Excerpts from a dataset:
===

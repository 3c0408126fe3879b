//! Backend API Wire Types
//!
//! Serde representations of the backend's JSON surface. The backend
//! wraps every response as `{ data, error }` and serializes all
//! fixed-point fields as strings; conversion into domain types happens
//! here so nothing downstream sees raw scaled values.

use anyhow::{Context, Result};
use chrono::{DateTime, Utc};
use rust_decimal::prelude::ToPrimitive;
use rust_decimal::Decimal;
use serde::{Deserialize, Serialize};

use crate::domain::fixed::parse_fixed;
use crate::domain::market::{LatestPrice, Market, MarketId, PricePoint, Side};
use crate::domain::payload::{EntryArg, TxPayload};
use crate::domain::position::{Position, PositionStatus};
use crate::ports::backend::{
    AgedPrice, CloseOrder, CloseOrderRequest, OpenOrder, OpenOrderParams, OpenOrderRequest,
    PositionPage, PriceRefresh, PriceStaleness, SyncAck, SyncPositionRequest,
};

/// The `{ data, error }` envelope around every backend response.
#[derive(Debug, Deserialize)]
pub struct Envelope<T> {
    pub data: Option<T>,
    #[serde(default)]
    pub error: Option<ApiErrorBody>,
}

/// Backend error: either a bare string or `{ code, message }`.
#[derive(Debug, Clone, Deserialize)]
#[serde(untagged)]
pub enum ApiErrorBody {
    Text(String),
    Coded {
        code: String,
        #[serde(default)]
        message: Option<String>,
    },
}

impl ApiErrorBody {
    /// Human-readable message, mirroring the original extraction rules:
    /// prefer the message, fall back to the code.
    pub fn message(&self) -> String {
        match self {
            Self::Text(s) => s.clone(),
            Self::Coded { code, message } => message
                .clone()
                .filter(|m| !m.is_empty())
                .unwrap_or_else(|| code.clone()),
        }
    }
}

// ── Market / price DTOs ─────────────────────────────────────

#[derive(Debug, Clone, Deserialize)]
#[serde(rename_all = "camelCase")]
pub struct LatestPriceDto {
    pub price: String,
    pub timestamp: String,
    pub source: String,
}

#[derive(Debug, Clone, Deserialize)]
#[serde(rename_all = "camelCase")]
pub struct MarketDto {
    pub id: MarketId,
    pub symbol: String,
    pub base_asset: String,
    pub quote_asset: String,
    pub max_leverage: String,
    pub init_mr: String,
    pub maint_mr: String,
    pub fee_rate: String,
    pub liq_reward_rate: String,
    pub settlement_token_id: u64,
    pub is_active: bool,
    #[serde(default)]
    pub latest_price: Option<LatestPriceDto>,
}

impl MarketDto {
    pub fn into_domain(self) -> Result<Market> {
        let latest_price = self
            .latest_price
            .map(|p| -> Result<LatestPrice> {
                Ok(LatestPrice {
                    price: parse_fixed(&p.price)?,
                    timestamp: parse_timestamp(&p.timestamp)?,
                    source: p.source,
                })
            })
            .transpose()?;
        Ok(Market {
            id: self.id,
            symbol: self.symbol,
            base_asset: self.base_asset,
            quote_asset: self.quote_asset,
            max_leverage: parse_fixed(&self.max_leverage)?,
            init_mr: parse_fixed(&self.init_mr)?,
            maint_mr: parse_fixed(&self.maint_mr)?,
            fee_rate: parse_fixed(&self.fee_rate)?,
            liq_reward_rate: parse_fixed(&self.liq_reward_rate)?,
            settlement_token_id: self.settlement_token_id,
            is_active: self.is_active,
            latest_price,
        })
    }
}

#[derive(Debug, Clone, Deserialize)]
#[serde(rename_all = "camelCase")]
pub struct PriceDto {
    pub id: String,
    pub market_id: MarketId,
    pub symbol: String,
    pub price: String,
    pub source: String,
    pub timestamp: String,
}

impl PriceDto {
    pub fn into_domain(self) -> Result<PricePoint> {
        Ok(PricePoint {
            id: self.id,
            market_id: self.market_id,
            symbol: self.symbol,
            price: parse_fixed(&self.price)?,
            source: self.source,
            timestamp: parse_timestamp(&self.timestamp)?,
        })
    }
}

#[derive(Debug, Clone, Deserialize)]
#[serde(rename_all = "camelCase")]
pub struct AgedPriceDto {
    pub price: String,
    pub timestamp: String,
    #[serde(default)]
    pub age_seconds: Option<i64>,
}

impl AgedPriceDto {
    fn into_domain(self) -> Result<AgedPrice> {
        Ok(AgedPrice {
            price: parse_fixed(&self.price)?,
            timestamp: parse_timestamp(&self.timestamp)?,
            age_seconds: self.age_seconds,
        })
    }
}

#[derive(Debug, Clone, Deserialize)]
#[serde(rename_all = "camelCase")]
pub struct StalenessDto {
    pub market_id: MarketId,
    pub is_stale: bool,
    #[serde(default)]
    pub chain_price: Option<AgedPriceDto>,
    #[serde(default)]
    pub db_price: Option<AgedPriceDto>,
}

impl StalenessDto {
    pub fn into_domain(self) -> Result<PriceStaleness> {
        Ok(PriceStaleness {
            market_id: self.market_id,
            is_stale: self.is_stale,
            chain_price: self.chain_price.map(AgedPriceDto::into_domain).transpose()?,
            db_price: self.db_price.map(AgedPriceDto::into_domain).transpose()?,
        })
    }
}

#[derive(Debug, Clone, Deserialize)]
#[serde(rename_all = "camelCase")]
pub struct RefreshDto {
    pub market_id: MarketId,
    pub was_stale: bool,
    pub is_now_stale: bool,
    pub tx_hash: String,
    pub success: bool,
}

impl RefreshDto {
    pub fn into_domain(self) -> PriceRefresh {
        PriceRefresh {
            market_id: self.market_id,
            was_stale: self.was_stale,
            is_now_stale: self.is_now_stale,
            tx_hash: self.tx_hash,
            success: self.success,
        }
    }
}

// ── Position DTOs ───────────────────────────────────────────

#[derive(Debug, Clone, Deserialize)]
#[serde(rename_all = "camelCase")]
pub struct PositionDto {
    pub id: String,
    pub chain_id: String,
    #[serde(default)]
    pub chain_position_id: Option<String>,
    pub user_addr: String,
    pub market_id: MarketId,
    pub symbol: String,
    pub is_long: bool,
    pub margin: String,
    pub leverage: String,
    pub notional: String,
    pub entry_price: String,
    pub fees_paid: String,
    pub funding_paid: String,
    pub status: PositionStatus,
    #[serde(default)]
    pub health_factor: Option<String>,
    #[serde(default)]
    pub pnl: Option<String>,
    #[serde(default)]
    pub margin_ratio: Option<String>,
    #[serde(default)]
    pub is_liquidatable: Option<bool>,
    #[serde(default)]
    pub current_price: Option<String>,
    pub opened_at: String,
    #[serde(default)]
    pub closed_at: Option<String>,
}

impl PositionDto {
    pub fn into_domain(self) -> Result<Position> {
        Ok(Position {
            id: self.id,
            chain_id: self.chain_id,
            chain_position_id: self.chain_position_id,
            user_addr: self.user_addr,
            market_id: self.market_id,
            symbol: self.symbol,
            side: Side::from_is_long(self.is_long),
            margin: parse_fixed(&self.margin)?,
            leverage: parse_fixed(&self.leverage)?,
            notional: parse_fixed(&self.notional)?,
            entry_price: parse_fixed(&self.entry_price)?,
            fees_paid: parse_fixed(&self.fees_paid)?,
            funding_paid: parse_fixed(&self.funding_paid)?,
            status: self.status,
            // Health factor and margin ratio are plain decimals, not
            // fixed-point scaled.
            health_factor: parse_plain_opt(self.health_factor.as_deref())?,
            pnl: self.pnl.as_deref().map(parse_fixed).transpose()?,
            margin_ratio: parse_plain_opt(self.margin_ratio.as_deref())?,
            is_liquidatable: self.is_liquidatable,
            current_price: self.current_price.as_deref().map(parse_fixed).transpose()?,
            opened_at: parse_timestamp(&self.opened_at)?,
            closed_at: self
                .closed_at
                .as_deref()
                .map(parse_timestamp)
                .transpose()?,
        })
    }
}

#[derive(Debug, Clone, Deserialize)]
pub struct PaginationDto {
    pub total: usize,
    pub limit: usize,
    pub offset: usize,
}

#[derive(Debug, Clone, Deserialize)]
pub struct PositionsPageDto {
    pub positions: Vec<PositionDto>,
    pub pagination: PaginationDto,
}

impl PositionsPageDto {
    pub fn into_domain(self) -> Result<PositionPage> {
        Ok(PositionPage {
            positions: self
                .positions
                .into_iter()
                .map(PositionDto::into_domain)
                .collect::<Result<Vec<_>>>()?,
            total: self.pagination.total,
            limit: self.pagination.limit,
            offset: self.pagination.offset,
        })
    }
}

// ── Order DTOs ──────────────────────────────────────────────

/// Transaction payload as the backend spells it.
#[derive(Debug, Clone, Deserialize)]
#[serde(rename_all = "camelCase")]
pub struct TxPayloadDto {
    pub function: String,
    pub function_arguments: Vec<EntryArg>,
}

impl TxPayloadDto {
    pub fn into_domain(self) -> TxPayload {
        TxPayload::new(self.function, self.function_arguments)
    }
}

#[derive(Debug, Clone, Deserialize)]
#[serde(rename_all = "camelCase")]
pub struct OpenOrderParamsDto {
    pub market_id: MarketId,
    pub side: String,
    pub margin: String,
    pub leverage: String,
    pub current_price: String,
    #[serde(default)]
    pub acceptable_price: Option<String>,
}

#[derive(Debug, Clone, Deserialize)]
#[serde(rename_all = "camelCase")]
pub struct OpenOrderDto {
    pub message: String,
    pub tx_payload: TxPayloadDto,
    pub params: OpenOrderParamsDto,
}

impl OpenOrderDto {
    pub fn into_domain(self) -> Result<OpenOrder> {
        let side = match self.params.side.as_str() {
            "LONG" => Side::Long,
            "SHORT" => Side::Short,
            other => anyhow::bail!("unknown order side {other:?}"),
        };
        Ok(OpenOrder {
            message: self.message,
            payload: self.tx_payload.into_domain(),
            params: OpenOrderParams {
                market_id: self.params.market_id,
                side,
                margin: parse_fixed(&self.params.margin)?,
                leverage: parse_fixed(&self.params.leverage)?,
                current_price: parse_fixed(&self.params.current_price)?,
                acceptable_price: self
                    .params
                    .acceptable_price
                    .as_deref()
                    .map(parse_fixed)
                    .transpose()?,
            },
        })
    }
}

#[derive(Debug, Clone, Deserialize)]
#[serde(rename_all = "camelCase")]
pub struct CloseOrderParamsDto {
    pub position_id: String,
    pub chain_id: String,
    pub chain_position_id: String,
    pub market_id: MarketId,
    pub current_price: String,
    pub estimated_pnl: String,
    pub estimated_payout: String,
}

#[derive(Debug, Clone, Deserialize)]
#[serde(rename_all = "camelCase")]
pub struct CloseOrderDto {
    pub message: String,
    pub tx_payload: TxPayloadDto,
    pub params: CloseOrderParamsDto,
}

impl CloseOrderDto {
    pub fn into_domain(self) -> Result<CloseOrder> {
        Ok(CloseOrder {
            message: self.message,
            payload: self.tx_payload.into_domain(),
            position_id: self.params.position_id,
            chain_position_id: self.params.chain_position_id,
            market_id: self.params.market_id,
            current_price: parse_fixed(&self.params.current_price)?,
            estimated_pnl: parse_fixed(&self.params.estimated_pnl)?,
            estimated_payout: parse_fixed(&self.params.estimated_payout)?,
        })
    }
}

#[derive(Debug, Clone, Deserialize)]
#[serde(rename_all = "camelCase")]
pub struct SyncAckDto {
    pub id: String,
    pub chain_id: String,
    pub message: String,
    pub is_new: bool,
}

impl SyncAckDto {
    pub fn into_domain(self) -> SyncAck {
        SyncAck {
            position_id: self.id,
            chain_id: self.chain_id,
            is_new: self.is_new,
            message: self.message,
        }
    }
}

// ── Request bodies ──────────────────────────────────────────

/// `POST /orders` body. Amounts travel as plain decimals; the backend
/// performs the fixed-point scaling when it builds the payload.
#[derive(Debug, Clone, Serialize)]
#[serde(rename_all = "camelCase")]
pub struct OpenOrderRequestDto {
    pub user_addr: String,
    pub market_id: MarketId,
    pub side: String,
    pub margin: f64,
    pub leverage: f64,
    #[serde(skip_serializing_if = "Option::is_none")]
    pub acceptable_price: Option<f64>,
}

impl OpenOrderRequestDto {
    pub fn from_port(req: &OpenOrderRequest) -> Self {
        Self {
            user_addr: req.user_addr.clone(),
            market_id: req.market_id,
            side: req.side.to_string(),
            margin: decimal_to_f64(req.margin),
            leverage: decimal_to_f64(req.leverage),
            acceptable_price: req.acceptable_price.map(decimal_to_f64),
        }
    }
}

#[derive(Debug, Clone, Serialize)]
#[serde(rename_all = "camelCase")]
pub struct CloseOrderRequestDto {
    pub position_id: String,
    pub user_addr: String,
    #[serde(skip_serializing_if = "Option::is_none")]
    pub min_exit_price: Option<f64>,
}

impl CloseOrderRequestDto {
    pub fn from_port(req: &CloseOrderRequest) -> Self {
        Self {
            position_id: req.position_id.clone(),
            user_addr: req.user_addr.clone(),
            min_exit_price: req.min_exit_price.map(decimal_to_f64),
        }
    }
}

#[derive(Debug, Clone, Serialize)]
#[serde(rename_all = "camelCase")]
pub struct SyncPositionRequestDto {
    pub tx_hash: String,
    pub user_addr: String,
    pub market_id: MarketId,
    pub is_long: bool,
    pub margin: f64,
    pub leverage: f64,
    pub entry_price: f64,
}

impl SyncPositionRequestDto {
    pub fn from_port(req: &SyncPositionRequest) -> Self {
        Self {
            tx_hash: req.tx_hash.clone(),
            user_addr: req.user_addr.clone(),
            market_id: req.market_id,
            is_long: req.is_long,
            margin: decimal_to_f64(req.margin),
            leverage: decimal_to_f64(req.leverage),
            entry_price: decimal_to_f64(req.entry_price),
        }
    }
}

// ── Helpers ─────────────────────────────────────────────────

fn parse_timestamp(raw: &str) -> Result<DateTime<Utc>> {
    raw.parse::<DateTime<Utc>>()
        .with_context(|| format!("invalid timestamp {raw:?}"))
}

fn parse_plain_opt(raw: Option<&str>) -> Result<Option<Decimal>> {
    raw.map(|s| {
        s.parse::<Decimal>()
            .with_context(|| format!("invalid decimal {s:?}"))
    })
    .transpose()
}

fn decimal_to_f64(value: Decimal) -> f64 {
    value.to_f64().unwrap_or(0.0)
}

===

TASK INSTRUCTIONS:
Filter the entries above and keep only the lines with the word "PriceRefresh".

RESPONSE FOR THIS EXERCISE:
    PositionPage, PriceRefresh, PriceStaleness, SyncAck, SyncPositionRequest,
    pub fn into_domain(self) -> PriceRefresh {
        PriceRefresh {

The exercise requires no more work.